TRINO MARQUEZ
Nicolás Maduro vio en
las sanciones aplicadas por Barack Obama un refugio para ocultar el fracaso de
su gobierno y proyectar su deteriorada imagen internacional, aunque sea entre
los pocos aliados que aún le quedan. Pretende eclipsar la inflación, la
escasez, el desabastecimiento, la corrupción, el deterioro de los servicios
públicos, la pérdida acelerada de su popularidad interna y la opacidad de su
figura en el plano internacional. Buscaba una tregua que lo aliviara, y la
encontró. Apela a la fórmula tradicional
de los ineptos: exaltar el patrioterismo, acusar al imperialismo de agresión y descalificar
y amenazar a todos los que se niegan a seguirle en sus desmesuras.
Maduro desdibuja la imagen de Obama, la cual conviene recordar.
El Presidente norteamericano descongeló las relaciones con el archienemigo de
los gringos desde 1979: el gobierno teocrático ultraconservador de los ayatolas
iraníes, al punto que discute el programa nuclear con ese incómodo país; reinició
la apertura con el gobierno comunista de Cuba, venciendo la poderosa resistencia
del lobby cubano de Florida; comenzó el proceso de desmilitarización
norteamericana en Irak; ha sido crítico de la actitud belicista de la derecha
israelí; ha propiciado las conversaciones de Israel con Palestina; se
ha negado a bombardear a los dementes
del Estado Islámico; y ha mantenido una activa y permanente política de defensa
de los derechos humanos en todo el mundo.

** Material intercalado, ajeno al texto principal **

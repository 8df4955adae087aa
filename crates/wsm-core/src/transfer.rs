//! Network parameters and outgoing transfer validation.

use serde::{Deserialize, Serialize};

use crate::{Amount, DomainResult, TransferError};

/// Default address prefix for the network.
pub const DEFAULT_ADDRESS_PREFIX: &str = "TRTL";

/// Exact length of a valid address.
pub const DEFAULT_ADDRESS_LENGTH: usize = 99;

/// Fee attached to every transfer, in coins.
pub const DEFAULT_TRANSFER_FEE_COINS: f64 = 1.0;

/// Largest amount allowed in a single transfer, in coins.
pub const DEFAULT_MAX_TRANSFER_COINS: f64 = 5_000_000.0;

/// Ring size parameter passed with every transfer.
pub const DEFAULT_MIXIN: u32 = 4;

/// Network-dependent rules for addresses and transfers.
#[derive(Debug, Clone, PartialEq, Serialize, Deserialize)]
#[serde(default)]
pub struct NetworkParams {
    /// Fixed prefix every address starts with.
    pub address_prefix: String,
    /// Exact character length of an address.
    pub address_length: usize,
    /// Fee added on top of every transfer.
    pub transfer_fee: Amount,
    /// Per-transaction ceiling.
    pub max_transfer: Amount,
    /// Mixin (ring size) requested from the daemon.
    pub mixin: u32,
}

impl Default for NetworkParams {
    fn default() -> Self {
        Self {
            address_prefix: DEFAULT_ADDRESS_PREFIX.to_string(),
            address_length: DEFAULT_ADDRESS_LENGTH,
            transfer_fee: Amount::from_coins(DEFAULT_TRANSFER_FEE_COINS),
            max_transfer: Amount::from_coins(DEFAULT_MAX_TRANSFER_COINS),
            mixin: DEFAULT_MIXIN,
        }
    }
}

impl NetworkParams {
    /// Returns true if `address` has the network prefix and exact length.
    pub fn is_valid_address(&self, address: &str) -> bool {
        address.starts_with(&self.address_prefix) && address.len() == self.address_length
    }

    /// Validates an outgoing transfer and returns the parsed amount.
    ///
    /// Checks run in a fixed order and the first failure is returned:
    /// address format, self-send, amount parse, balance, ceiling.
    ///
    /// # Errors
    ///
    /// One `TransferError` variant per failed check.
    pub fn validate_transfer(
        &self,
        own_address: &str,
        available: Amount,
        destination: &str,
        amount: &str,
    ) -> DomainResult<Amount> {
        if !self.is_valid_address(destination) {
            return Err(TransferError::InvalidAddress);
        }

        if destination == own_address {
            return Err(TransferError::SelfSend);
        }

        let amount = match Amount::parse(amount) {
            Some(a) if a.is_positive() => a,
            _ => return Err(TransferError::InvalidAmount),
        };

        if amount + self.transfer_fee > available {
            return Err(TransferError::InsufficientBalance);
        }

        if amount > self.max_transfer {
            return Err(TransferError::AmountTooLarge {
                max: self.max_transfer,
            });
        }

        Ok(amount)
    }
}
//! Integration tests for wallet queries and transfers.
//!
//! A fake daemon process keeps the supervisor running while the RPC calls
//! are answered by `FakeRpc`.

#![cfg(unix)]

mod common;

use common::{other_address, own_address, supervisor_with, FakeRpc, FakeScanner, SERVING};
use std::sync::Arc;
use tempfile::TempDir;
use wsm_core::{Amount, SyncStatus, TransferError};
use wsm_rpc::{Balance, DaemonStatus, RpcError};
use wsm_supervisor::{Platform, Supervisor, SupervisorError};

// ============================================================================
// Test Helpers
// ============================================================================

async fn running(dir: &TempDir, rpc: Arc<FakeRpc>) -> Supervisor {
    let mut supervisor = supervisor_with(dir, Platform::Linux, SERVING, rpc, FakeScanner::empty());
    supervisor.start("main.wallet", "pw").await.unwrap();
    supervisor
}

fn set_status(rpc: &FakeRpc, block_count: u64, known_block_count: u64) {
    rpc.update(|s| {
        s.status = Ok(DaemonStatus {
            block_count,
            known_block_count,
            peer_count: 3,
        })
    });
}

// ============================================================================
// Not Running
// ============================================================================

#[tokio::test]
async fn test_operations_require_running_daemon() {
    let dir = TempDir::new().unwrap();
    let mut supervisor = supervisor_with(
        &dir,
        Platform::Linux,
        SERVING,
        FakeRpc::ready(),
        FakeScanner::empty(),
    );

    assert!(matches!(
        supervisor.request_balance().await,
        Err(SupervisorError::NotRunning)
    ));
    assert!(matches!(
        supervisor.request_address().await,
        Err(SupervisorError::NotRunning)
    ));
    assert!(matches!(
        supervisor.request_connection_info().await,
        Err(SupervisorError::NotRunning)
    ));
    assert!(matches!(
        supervisor.request_list_transactions().await,
        Err(SupervisorError::NotRunning)
    ));
    assert!(matches!(
        supervisor.send_transaction(&other_address(), "1", "").await,
        Err(SupervisorError::NotRunning)
    ));
    assert!(matches!(
        supervisor.private_keys().await,
        Err(SupervisorError::NotRunning)
    ));
}

// ============================================================================
// Queries
// ============================================================================

#[tokio::test]
async fn test_balance_and_address_are_cached() {
    let dir = TempDir::new().unwrap();
    let rpc = FakeRpc::ready();
    let mut supervisor = running(&dir, rpc.clone()).await;

    let balance = supervisor.request_balance().await.unwrap();
    assert_eq!(balance.total(), Amount::from_coins(105.0));
    assert_eq!(supervisor.session().available_balance, Amount::from_coins(100.0));
    assert_eq!(supervisor.session().locked_balance, Amount::from_coins(5.0));

    let address = supervisor.request_address().await.unwrap();
    assert_eq!(address, own_address());
    assert_eq!(supervisor.session().address, own_address());

    supervisor.stop().await;
    assert!(supervisor.session().address.is_empty());
    assert!(supervisor.session().available_balance.is_zero());
}

#[tokio::test]
async fn test_rpc_failure_leaves_cache_untouched() {
    let dir = TempDir::new().unwrap();
    let rpc = FakeRpc::ready();
    let mut supervisor = running(&dir, rpc.clone()).await;

    supervisor.request_balance().await.unwrap();
    rpc.update(|s| s.balance = Err(RpcError::Unauthorized));

    let result = supervisor.request_balance().await;

    assert!(matches!(
        result,
        Err(SupervisorError::Rpc(RpcError::Unauthorized))
    ));
    assert_eq!(supervisor.session().available_balance, Amount::from_coins(100.0));
    assert_eq!(supervisor.session().locked_balance, Amount::from_coins(5.0));

    supervisor.stop().await;
}

#[tokio::test]
async fn test_connection_info_classification() {
    let dir = TempDir::new().unwrap();
    let rpc = FakeRpc::ready();
    let mut supervisor = running(&dir, rpc.clone()).await;

    set_status(&rpc, 100, 0);
    let info = supervisor.request_connection_info().await.unwrap();
    assert_eq!(info.sync, SyncStatus::AcquiringHeight);
    assert!(!supervisor.session().synced);

    set_status(&rpc, 100, 100);
    let info = supervisor.request_connection_info().await.unwrap();
    assert_eq!(info.sync, SyncStatus::Synced);
    assert_eq!(info.peer_count, 3);
    assert!(supervisor.session().synced);

    set_status(&rpc, 50, 100);
    let info = supervisor.request_connection_info().await.unwrap();
    assert_eq!(info.sync, SyncStatus::Syncing);
    assert!(!supervisor.session().synced);

    supervisor.stop().await;
}

#[tokio::test]
async fn test_list_transactions_queries_own_address() {
    let dir = TempDir::new().unwrap();
    let rpc = FakeRpc::ready();
    let mut supervisor = running(&dir, rpc.clone()).await;
    set_status(&rpc, 250, 250);

    let transfers = supervisor.request_list_transactions().await.unwrap();

    assert!(transfers.is_empty());
    let queries = rpc.read(|s| s.queries.clone());
    assert_eq!(queries.len(), 1);
    assert_eq!(queries[0].first_block_index, 1);
    assert_eq!(queries[0].block_count, 250);
    assert_eq!(queries[0].addresses, vec![own_address()]);

    supervisor.stop().await;
}

#[tokio::test]
async fn test_private_keys() {
    let dir = TempDir::new().unwrap();
    let rpc = FakeRpc::ready();
    let mut supervisor = running(&dir, rpc.clone()).await;

    let (view_key, spend_key) = supervisor.private_keys().await.unwrap();

    assert_eq!(view_key, "view-private");
    assert_eq!(spend_key, "spend-private");

    supervisor.stop().await;
}

// ============================================================================
// Transfers
// ============================================================================

#[tokio::test]
async fn test_send_transaction_rejections() {
    let dir = TempDir::new().unwrap();
    let rpc = FakeRpc::ready();
    let mut supervisor = running(&dir, rpc.clone()).await;
    supervisor.request_balance().await.unwrap();

    let cases = [
        (format!("BADPREFIX{}", "c".repeat(90)), "10", TransferError::InvalidAddress),
        ("TRTLshort".to_string(), "10", TransferError::InvalidAddress),
        (own_address(), "10", TransferError::SelfSend),
        (other_address(), "0", TransferError::InvalidAmount),
        (other_address(), "-5", TransferError::InvalidAmount),
        (other_address(), "abc", TransferError::InvalidAmount),
        (other_address(), "4900000", TransferError::InsufficientBalance),
    ];

    for (destination, amount, expected) in cases {
        let result = supervisor.send_transaction(&destination, amount, "").await;
        match result {
            Err(SupervisorError::Transfer(error)) => assert_eq!(error, expected, "{amount}"),
            other => panic!("expected {expected:?} for {amount}, got {other:?}"),
        }
    }

    assert!(rpc.read(|s| s.sent.is_empty()));
    supervisor.stop().await;
}

#[tokio::test]
async fn test_send_transaction_checks_destination_before_address_lookup() {
    let dir = TempDir::new().unwrap();
    let rpc = FakeRpc::ready();
    rpc.update(|s| s.address = Err(RpcError::Unreachable("down".into())));
    let mut supervisor = running(&dir, rpc.clone()).await;
    assert!(supervisor.session().address.is_empty());

    let result = supervisor.send_transaction("BADPREFIX", "10", "").await;

    assert!(matches!(
        result,
        Err(SupervisorError::Transfer(TransferError::InvalidAddress))
    ));
    assert!(rpc.read(|s| s.sent.is_empty()));

    supervisor.stop().await;
}

#[tokio::test]
async fn test_send_transaction_rejects_sub_atomic_amounts() {
    let dir = TempDir::new().unwrap();
    let rpc = FakeRpc::ready();
    let mut supervisor = running(&dir, rpc.clone()).await;
    supervisor.request_balance().await.unwrap();

    for amount in ["1.239", "0.005"] {
        let result = supervisor.send_transaction(&other_address(), amount, "").await;
        assert!(
            matches!(result, Err(SupervisorError::Transfer(TransferError::InvalidAmount))),
            "{amount} should be rejected, got {result:?}"
        );
    }
    assert!(rpc.read(|s| s.sent.is_empty()));

    supervisor.stop().await;
}

#[tokio::test]
async fn test_send_transaction_over_ceiling() {
    let dir = TempDir::new().unwrap();
    let rpc = FakeRpc::ready();
    rpc.update(|s| {
        s.balance = Ok(Balance {
            available: Amount::from_coins(10_000_000.0),
            locked: Amount::zero(),
        })
    });
    let mut supervisor = running(&dir, rpc.clone()).await;
    supervisor.request_balance().await.unwrap();

    let result = supervisor
        .send_transaction(&other_address(), "6000000", "")
        .await;

    assert!(matches!(
        result,
        Err(SupervisorError::Transfer(TransferError::AmountTooLarge { .. }))
    ));
    assert!(rpc.read(|s| s.sent.is_empty()));

    supervisor.stop().await;
}

#[tokio::test]
async fn test_send_transaction_submits_with_fee_and_mixin() {
    let dir = TempDir::new().unwrap();
    let rpc = FakeRpc::ready();
    let mut supervisor = running(&dir, rpc.clone()).await;
    supervisor.request_balance().await.unwrap();

    let tx_hash = supervisor
        .send_transaction(&other_address(), "12.5", "deadbeef")
        .await
        .unwrap();

    assert_eq!(tx_hash, "f".repeat(64));
    let sent = rpc.read(|s| s.sent.clone());
    assert_eq!(sent.len(), 1);
    assert_eq!(sent[0].destination, other_address());
    assert_eq!(sent[0].amount, Amount::from_coins(12.5));
    assert_eq!(sent[0].fee, Amount::from_coins(1.0));
    assert_eq!(sent[0].mixin, 4);
    assert_eq!(sent[0].payment_id, "deadbeef");

    supervisor.stop().await;
}

#[tokio::test]
async fn test_send_transaction_rpc_error_is_returned() {
    let dir = TempDir::new().unwrap();
    let rpc = FakeRpc::ready();
    rpc.update(|s| {
        s.send_result = Err(RpcError::Daemon {
            code: -7,
            message: "not enough outputs".to_string(),
        })
    });
    let mut supervisor = running(&dir, rpc.clone()).await;
    supervisor.request_balance().await.unwrap();

    let result = supervisor.send_transaction(&other_address(), "1", "").await;

    assert!(matches!(
        result,
        Err(SupervisorError::Rpc(RpcError::Daemon { code: -7, .. }))
    ));

    supervisor.stop().await;
}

Estos son algunos de los méritos de
su política exterior, siempre tendiente al diálogo, a los acuerdos y al
fortalecimiento de la democracia. Por ese motivo, la derecha más radical
estadounidense lo ha tildado de blandengue frente a los adversarios del Tío
Sam.
Con respecto de Venezuela, Obama –y en general los
presidentes norteamericanos- han sido pacientes frente al trato hostil,
desconsiderado e ingrato de Hugo Chávez, primero, y de Maduro, después. Estados
Unidos es el único país que paga de contado y en los plazos convenidos la
factura petrolera. Siendo presidente Gorge W. Bush, no hubo calificativo
peyorativo que no recibiera de parte del comandante venezolano. Lo llamó desde
alcohólico hasta genocida, pasando por un amplio espectro de epítetos. La
diplomacia norteamericana, dirigida en aquella oportunidad por los halcones
republicanos, reaccionó con cautela y hasta con cortesía. Lo que en otras
épocas habría generado conflictos bélicos, los estadounidenses lo convirtieron
en tibias quejas diplomáticas. La insolencia del caudillo llegó a tales
extremos que en 2008 sacó en volandillas del país al embajador Patrick
Duddy.
Maduro, sin ninguna clase de pruebas fehacientes, incrimina a
la nación del norte en un fantasmagórico golpe de Estado. Acusa a Obama -quien
ha promovido la democracia en Irak y ha sido señalado como pacifista ingenuo
por los republicanos porque no encara con violencia las pretensiones
expansionistas de Putin (el “hermano mayor” de Hugo Chávez)- de ser conspirador
y formar parte de una conjura que amenaza su incapaz gobierno.
Probablemente la decisión de Barak Obama no fue adoptada en
el mejor momento de la oposición venezolana. Las fisuras internas y la
confusión la erosionan. Hay perplejidad frente a la decisión del gobierno de Norteamérica,
que sanciona a un grupo de siete personas del régimen incursas en delitos
contra los derechos humanos y decide considerar como un peligro para la
seguridad de ese país al gobierno de Venezuela. Pero una nación, y menos una
potencia mundial, puede actuar pensando en las conveniencias de un sector
particular del país al que le responde, por mucha solidaridad e identificación
que exista con ese segmento.
Maduro desde que asumió el poder ha mantenido una conducta
áspera con Estados Unidos. En vez de relacionarse con la nación del Norte en
términos respetuosos, dignos y amigables -como lo hacen incluso los países de
la ALBA, incluyendo Cuba-, apeló a la anacrónica fórmula de la tensión
permanente. El mandatario venezolano vive su propia Guerra Fría. Se imagina, lo
mismo que su antecesor, epopeyas fantásticas. Su cerebro afiebrado lo llevó a
expulsar decenas de diplomáticos norteamericanos de Venezuela. Lo malo de esta
aventura irresponsable es que arrastra al país por el despeñadero. Las
inversiones que se necesitan para la recuperación económica no aparecerán.
Nadie invierte en un país cuyo gobierno parece un carrito chocón, y que además escoge
para colisionar a una gandola.
De este sainete a Maduro le quedará una ley habilitante que
le servirá para acrecentar su poder, reducir a sus adversarios, derrotar a
Diosdado Cabello y mantener a la oposición amenazada. Veremos hasta cuándo
puede aprovechar la cosecha de odio.